No Prodeter, a concessão do crédito ao agricultor é o sétimo dos nove passos a serem seguidos para a implementação do programa, sendo que o último é o fortalecimento de governanças locais e regionais.

Receita futura

O crédito é concedido através do Pronaf, principalmente por meio das linhas Agroecologia e Florestal, cujos limites, por projeto, são de R$ 165 mil e R$ 60 mil, respectivamente. A taxa de juros subiu, em 2019, dos tradicionais 2,5% para 3%.

Nesses quase quatro anos de atuação, a maioria dos projetos aprovados é voltada para áreas entre 1,5 e dois hectares e os prazos para pagamento giram em torno de dez a quinze anos, com prestações anuais que podem ser fixas ou não, dependendo da capacidade de pagamento do agricultor. Capacidade essa que é definida a partir de uma visão de receita futura. “Existem bancos que trabalham com visão de receita passada. Nós vemos o que aquele projeto vai render para aquele cliente”, diz Sonia.

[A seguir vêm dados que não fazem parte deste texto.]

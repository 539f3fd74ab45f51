use anyhow::{Context, Result};
use serde::{Deserialize, Serialize};
use std::fs;
use std::path::{Path, PathBuf};
use tracing::debug;

use crate::analysis::{AnalysisSettings, ReportLimits};
use crate::util::SecretString;

pub const CONFIG_FILE_NAME: &str = "civitai-analyzer.toml";
pub const APP_DIR_NAME: &str = "civitai-analyzer";

#[derive(Debug, Clone, Default, Serialize, Deserialize)]
pub struct Config {
    #[serde(default)]
    pub civitai: CivitaiConfig,
    #[serde(default)]
    pub fetch: FetchConfig,
    #[serde(default)]
    pub analysis: AnalysisSettings,
    #[serde(default)]
    pub report: ReportConfig,
}

#[derive(Debug, Clone, Serialize, Deserialize)]
pub struct CivitaiConfig {
    /// tRPC endpoint root
    #[serde(default = "default_base_url")]
    pub base_url: String,

    /// Inline session token. Lowest priority; prefer the cache file or env.
    #[serde(default, skip_serializing)]
    pub session_token: Option<SecretString>,

    /// Extra environment variable checked after CIVITAI_SESSION_COOKIE and
    /// CIVITAI_SESSION_TOKEN
    #[serde(default)]
    pub token_env: Option<String>,

    /// Token cache file (default: <config_dir>/civitai-analyzer/session_token)
    #[serde(default)]
    pub token_cache: Option<PathBuf>,

    /// Optional `x-fingerprint` header copied from a browser session
    #[serde(default)]
    pub fingerprint: Option<String>,

    #[serde(default = "default_user_agent")]
    pub user_agent: String,

    #[serde(default = "default_client_version")]
    pub client_version: String,

    /// Request timeout in seconds (default: 30)
    #[serde(default = "default_timeout")]
    pub timeout_secs: u64,
}

impl Default for CivitaiConfig {
    fn default() -> Self {
        Self {
            base_url: default_base_url(),
            session_token: None,
            token_env: None,
            token_cache: None,
            fingerprint: None,
            user_agent: default_user_agent(),
            client_version: default_client_version(),
            timeout_secs: default_timeout(),
        }
    }
}

#[derive(Debug, Clone, Serialize, Deserialize)]
pub struct FetchConfig {
    /// Images to fetch when `--limit` is not given; -1 fetches all
    #[serde(default = "default_limit")]
    pub limit: i64,

    /// Safety stop for cursor pagination (default: 10)
    #[serde(default = "default_max_pages")]
    pub max_pages: usize,

    /// NSFW level bit flags: 1 PG, 2 PG-13, 4 R, 8 X, 16 XXX (default: 31, everything)
    #[serde(default = "default_browsing_level")]
    pub browsing_level: u32,

    #[serde(default = "default_period")]
    pub period: String,

    #[serde(default = "default_sort")]
    pub sort: String,

    #[serde(default)]
    pub excluded_tag_ids: Vec<u64>,
}

impl Default for FetchConfig {
    fn default() -> Self {
        Self {
            limit: default_limit(),
            max_pages: default_max_pages(),
            browsing_level: default_browsing_level(),
            period: default_period(),
            sort: default_sort(),
            excluded_tag_ids: Vec::new(),
        }
    }
}

#[derive(Debug, Clone, Serialize, Deserialize)]
pub struct ReportConfig {
    /// Console width for normal output (default: 80)
    #[serde(default = "default_line_length")]
    pub line_length: usize,

    /// Console width with `--wide` (default: 120)
    #[serde(default = "default_wide_line_length")]
    pub wide_line_length: usize,

    #[serde(default)]
    pub limits: ReportLimits,
}

impl Default for ReportConfig {
    fn default() -> Self {
        Self {
            line_length: default_line_length(),
            wide_line_length: default_wide_line_length(),
            limits: ReportLimits::default(),
        }
    }
}

impl ReportConfig {
    pub fn width(&self, wide: bool) -> usize {
        if wide {
            self.wide_line_length
        } else {
            self.line_length
        }
    }
}

fn default_base_url() -> String {
    "https://civitai.com/api/trpc".to_string()
}

fn default_user_agent() -> String {
    "Mozilla/5.0 (Windows NT 10.0; Win64; x64) AppleWebKit/537.36 (KHTML, like Gecko) Chrome/144.0.0.0 Safari/537.36"
        .to_string()
}

fn default_client_version() -> String {
    "5.0.1401".to_string()
}

fn default_timeout() -> u64 {
    30
}

fn default_limit() -> i64 {
    50
}

fn default_max_pages() -> usize {
    10
}

fn default_browsing_level() -> u32 {
    31
}

fn default_period() -> String {
    "AllTime".to_string()
}

fn default_sort() -> String {
    "Newest".to_string()
}

fn default_line_length() -> usize {
    80
}

fn default_wide_line_length() -> usize {
    120
}

impl Config {
    /// Load from the default search paths
    pub fn load() -> Result<Self> {
        Self::load_with_path(None)
    }

    /// Load configuration from a specific path, or use default search paths.
    /// An explicit path must exist and parse.
    pub fn load_with_path(path: Option<String>) -> Result<Self> {
        if let Some(config_path) = path {
            debug!("Loading config from explicit path: {}", config_path);
            return Self::load_from_path(&config_path)
                .with_context(|| format!("Failed to load config from {}", config_path));
        }

        // Per-directory config first
        if Path::new(CONFIG_FILE_NAME).exists() {
            debug!("Loading config from ./{}", CONFIG_FILE_NAME);
            return Self::load_from_path(CONFIG_FILE_NAME)
                .with_context(|| format!("Failed to load ./{}", CONFIG_FILE_NAME));
        }

        if let Some(config_path) = Self::user_config_path() {
            if config_path.exists() {
                debug!("Loading config from {:?}", config_path);
                return Self::load_from_path(&config_path)
                    .with_context(|| format!("Failed to load {}", config_path.display()));
            }
        }

        debug!("Using default config");
        Ok(Self::default())
    }

    pub fn user_config_path() -> Option<PathBuf> {
        dirs::config_dir().map(|dir| dir.join(APP_DIR_NAME).join("config.toml"))
    }

    fn load_from_path<P: AsRef<Path>>(path: P) -> Result<Self> {
        let content = fs::read_to_string(path)?;
        let config: Config = toml::from_str(&content)?;
        Ok(config)
    }
}

#[cfg(test)]
mod tests {
    use super::*;

    #[test]
    fn test_default_config() {
        let config = Config::default();
        assert_eq!(config.civitai.base_url, "https://civitai.com/api/trpc");
        assert_eq!(config.fetch.limit, 50);
        assert_eq!(config.fetch.max_pages, 10);
        assert_eq!(config.fetch.browsing_level, 31);
        assert_eq!(config.report.width(false), 80);
        assert_eq!(config.report.width(true), 120);
        assert_eq!(config.analysis.comma_density_threshold, 0.3);
    }

    #[test]
    fn test_config_serialization_hides_token() {
        let mut config = Config::default();
        config.civitai.session_token = Some(SecretString::new("x".repeat(120)));
        let toml_str = toml::to_string(&config).unwrap();
        assert!(toml_str.contains("base_url = \"https://civitai.com/api/trpc\""));
        assert!(!toml_str.contains(&"x".repeat(120)));
        assert!(!toml_str.contains("session_token"));
    }

    #[test]
    fn test_partial_sections() {
        let config: Config = toml::from_str(
            r#"
[fetch]
limit = -1
sort = "MostReactions"

[analysis]
extra_stop_words = ["wearing"]

[report.limits]
tags = 5
"#,
        )
        .unwrap();
        assert_eq!(config.fetch.limit, -1);
        assert_eq!(config.fetch.sort, "MostReactions");
        assert_eq!(config.fetch.period, "AllTime");
        assert_eq!(config.analysis.extra_stop_words, vec!["wearing"]);
        assert_eq!(config.analysis.max_phrase_words, 4);
        assert_eq!(config.report.limits.tags, 5);
        assert_eq!(config.report.limits.models, 10);
        assert_eq!(config.civitai.timeout_secs, 30);
    }

    #[test]
    fn test_session_token_deserializes_masked() {
        let config: Config = toml::from_str("[civitai]\nsession_token = \"abc\"").unwrap();
        let token = config.civitai.session_token.unwrap();
        assert_eq!(token.expose(), "abc");
        assert_eq!(format!("{:?}", token), "***");
    }

    #[test]
    fn test_explicit_missing_path_fails() {
        let result = Config::load_with_path(Some("/nonexistent/civitai-analyzer.toml".to_string()));
        assert!(result.is_err());
    }
}
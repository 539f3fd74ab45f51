use once_cell::sync::Lazy;
use std::collections::HashSet;

use super::style::PromptStyle;

/// High-frequency, low-information English words dropped from both prompt styles.
const BASE_STOP_WORDS: &[&str] = &[
    // articles and determiners
    "a", "an", "the", "this", "that", "these", "those", "some", "any", "each", "every",
    "either", "neither", "another", "such",
    // conjunctions
    "and", "or", "but", "nor", "so", "yet", "if", "then", "than", "because", "since",
    "although", "though", "unless", "until", "while", "whereas", "whether",
    // prepositions
    "in", "on", "at", "to", "for", "from", "with", "without", "by", "as", "of", "into",
    "onto", "upon", "over", "under", "through", "during", "before", "after", "about",
    "above", "below", "between", "among", "around", "behind", "beside", "across",
    "against", "along", "within", "toward", "towards", "via", "off", "up", "down", "out",
    // pronouns and possessives
    "it", "its", "his", "her", "hers", "their", "theirs", "our", "ours", "my", "mine",
    "your", "yours", "he", "she", "they", "them", "him", "me", "us", "we", "you", "i",
    "itself", "herself", "himself", "themselves",
    // auxiliaries
    "is", "are", "was", "were", "be", "been", "being", "am", "have", "has", "had",
    "do", "does", "did", "will", "would", "could", "should", "may", "might", "must",
    "can", "shall",
    // question words
    "when", "where", "why", "how", "what", "which", "who", "whose", "whom",
    // intensifiers and vague modifiers
    "also", "very", "too", "quite", "rather", "just", "only", "even", "still",
    "already", "really", "extremely", "somewhat", "many", "few", "most", "much",
    "little", "more", "less", "there", "here",
];

/// Quality boilerplate. In tag prompts these are deliberate quality markers and
/// are kept; in natural-language prompts they carry no subject matter.
const QUALITY_META_WORDS: &[&str] = &[
    "masterpiece",
    "best quality",
    "high quality",
    "highest quality",
    "top quality",
    "amazing quality",
    "very aesthetic",
    "ultra detailed",
    "highly detailed",
    "extremely detailed",
    "highres",
    "absurdres",
    "hires",
    "4k",
    "8k",
    "uhd",
    "hdr",
    "score_9",
    "score_8_up",
    "score_7_up",
];

static BASE_SET: Lazy<HashSet<&'static str>> = Lazy::new(|| BASE_STOP_WORDS.iter().copied().collect());

static QUALITY_SET: Lazy<HashSet<&'static str>> =
    Lazy::new(|| QUALITY_META_WORDS.iter().copied().collect());

/// Case-insensitive membership test against the built-in stop-word list.
pub fn is_stop_word(token: &str) -> bool {
    BASE_SET.contains(token.to_lowercase().as_str())
}

/// Case-insensitive membership test against the built-in quality meta-word list.
/// Multi-word entries match when passed joined by a single space.
pub fn is_quality_word(token: &str) -> bool {
    QUALITY_SET.contains(token.to_lowercase().as_str())
}

/// Stop-word filter with optional user additions on top of the built-in lists.
#[derive(Debug, Clone, Default)]
pub struct StopWordFilter {
    extra_stop_words: HashSet<String>,
    extra_quality_words: HashSet<String>,
}

impl StopWordFilter {
    pub fn new() -> Self {
        Self::default()
    }

    pub fn with_extras<S: AsRef<str>>(stop_words: &[S], quality_words: &[S]) -> Self {
        Self {
            extra_stop_words: stop_words
                .iter()
                .map(|w| w.as_ref().trim().to_lowercase())
                .filter(|w| !w.is_empty())
                .collect(),
            extra_quality_words: quality_words
                .iter()
                .map(|w| normalize_spaces(&w.as_ref().to_lowercase()))
                .filter(|w| !w.is_empty())
                .collect(),
        }
    }

    pub fn is_stop_word(&self, token: &str) -> bool {
        let lower = token.to_lowercase();
        BASE_SET.contains(lower.as_str()) || self.extra_stop_words.contains(&lower)
    }

    pub fn is_quality_word(&self, token: &str) -> bool {
        let lower = token.to_lowercase();
        QUALITY_SET.contains(lower.as_str()) || self.extra_quality_words.contains(&lower)
    }

    /// Remove stop words from a token sequence, preserving order.
    ///
    /// Quality meta-words (single tokens and two-token pairs such as
    /// `best quality`) are removed only for [`PromptStyle::NlpStyle`].
    pub fn filter_meaningful<S: AsRef<str>>(&self, tokens: &[S], style: PromptStyle) -> Vec<String> {
        self.keep_mask(tokens, style)
            .into_iter()
            .zip(tokens)
            .filter(|(keep, _)| *keep)
            .map(|(_, t)| t.as_ref().to_string())
            .collect()
    }

    /// Per-token keep/drop decision. Exposed to the phrase extractor, which needs
    /// to know where the dropped words were, not only what survived.
    pub(crate) fn keep_mask<S: AsRef<str>>(&self, tokens: &[S], style: PromptStyle) -> Vec<bool> {
        let mut keep = vec![true; tokens.len()];
        let strip_quality = style == PromptStyle::NlpStyle;

        let mut i = 0;
        while i < tokens.len() {
            let token = tokens[i].as_ref();
            if strip_quality && i + 1 < tokens.len() {
                let pair = format!("{} {}", token, tokens[i + 1].as_ref());
                if self.is_quality_word(&pair) {
                    keep[i] = false;
                    keep[i + 1] = false;
                    i += 2;
                    continue;
                }
            }
            if token.is_empty() || self.is_stop_word(token) || (strip_quality && self.is_quality_word(token)) {
                keep[i] = false;
            }
            i += 1;
        }

        keep
    }
}

fn normalize_spaces(s: &str) -> String {
    s.split_whitespace().collect::<Vec<_>>().join(" ")
}

#[cfg(test)]
mod tests {
    use super::*;

    fn toks(s: &str) -> Vec<String> {
        s.split_whitespace().map(|t| t.to_string()).collect()
    }

    #[test]
    fn test_base_list_is_large_enough() {
        assert!(BASE_STOP_WORDS.len() >= 100);
        // no accidental duplicates
        assert_eq!(BASE_SET.len(), BASE_STOP_WORDS.len());
    }

    #[test]
    fn test_is_stop_word_case_insensitive() {
        assert!(is_stop_word("the"));
        assert!(is_stop_word("The"));
        assert!(is_stop_word("WITH"));
        assert!(!is_stop_word("woman"));
        assert!(!is_stop_word("masterpiece"));
        assert!(!is_stop_word(""));
    }

    #[test]
    fn test_quality_words_are_separate_list() {
        assert!(is_quality_word("masterpiece"));
        assert!(is_quality_word("Best Quality"));
        assert!(!is_quality_word("best"));
    }

    #[test]
    fn test_filter_keeps_quality_words_for_tags() {
        let filter = StopWordFilter::new();
        let kept = filter.filter_meaningful(&toks("masterpiece of the best quality"), PromptStyle::TagStyle);
        assert_eq!(kept, vec!["masterpiece", "best", "quality"]);
    }

    #[test]
    fn test_filter_drops_quality_words_for_nlp() {
        let filter = StopWordFilter::new();
        let kept = filter.filter_meaningful(
            &toks("masterpiece, a woman in best quality light"),
            PromptStyle::NlpStyle,
        );
        // "masterpiece," keeps its comma here because tokens are taken verbatim
        assert_eq!(kept, vec!["masterpiece,", "woman", "light"]);

        let kept = filter.filter_meaningful(&toks("masterpiece woman high quality"), PromptStyle::NlpStyle);
        assert_eq!(kept, vec!["woman"]);
    }

    #[test]
    fn test_extra_words_from_config() {
        let filter = StopWordFilter::with_extras(&["Wearing"], &["Award  Winning"]);
        assert!(filter.is_stop_word("wearing"));
        assert!(filter.is_quality_word("award winning"));
        let kept = filter.filter_meaningful(&toks("girl wearing award winning dress"), PromptStyle::NlpStyle);
        assert_eq!(kept, vec!["girl", "dress"]);
    }

    #[test]
    fn test_filter_empty_input() {
        let filter = StopWordFilter::new();
        let empty: Vec<String> = Vec::new();
        assert!(filter.filter_meaningful(&empty, PromptStyle::NlpStyle).is_empty());
    }
}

Sistemas Agroflorestais (SAFs), energia solar, fossas sépticas, composteiras, minhocários, barragens, máquinas, equipamentos, veículos … a diversidade é grande.

Resistência

Diante de um exemplo tão bem-sucedido de cooperação e construção conjunta, a pergunta que fica é: como multiplicá-lo? No universo do Banco do Nordeste, os 28 municípios beneficiados têm um vasto terreno pra explorar. Sendo administrador do Fundo do Nordeste (FNE), instituído pela Constituição Federal e alimentado por percentuais de impostos federais, é um fundo que “não tem limite”, poetiza Sonia, ao responder sobre a capacidade máxima de financiamento.

E nos demais municípios capixabas? Como garantir financiamento, também orientado e acompanhado, e que atenda de fato às necessidades dos agricultores familiares agroecológicos? A resposta vem dos próprios agricultores. Afinal, foi a resistência e persistência dos camponeses do norte e noroeste capixaba que mantiveram de pé o conceito dos Territórios da Cidadania, extinto no bojo do impeachment de 2016, que retirou a então presidente Dilma Rousseff da presidência da República.

“Nós aqui demos sequência ao Território da Cidadania, independentemente de recursos governamentais. As organizações continuaram se reunindo, construíram o plano e buscaram os recursos pra implementá-lo”, relata Dorizete, ao explicar a aprovação do projeto de unidades demonstrativas no Banco do Nordeste.

Resistir, sonhar, cooperar. É a única receita que tem funcionado para fazer a Agroecologia avançar. Que assim sigamos.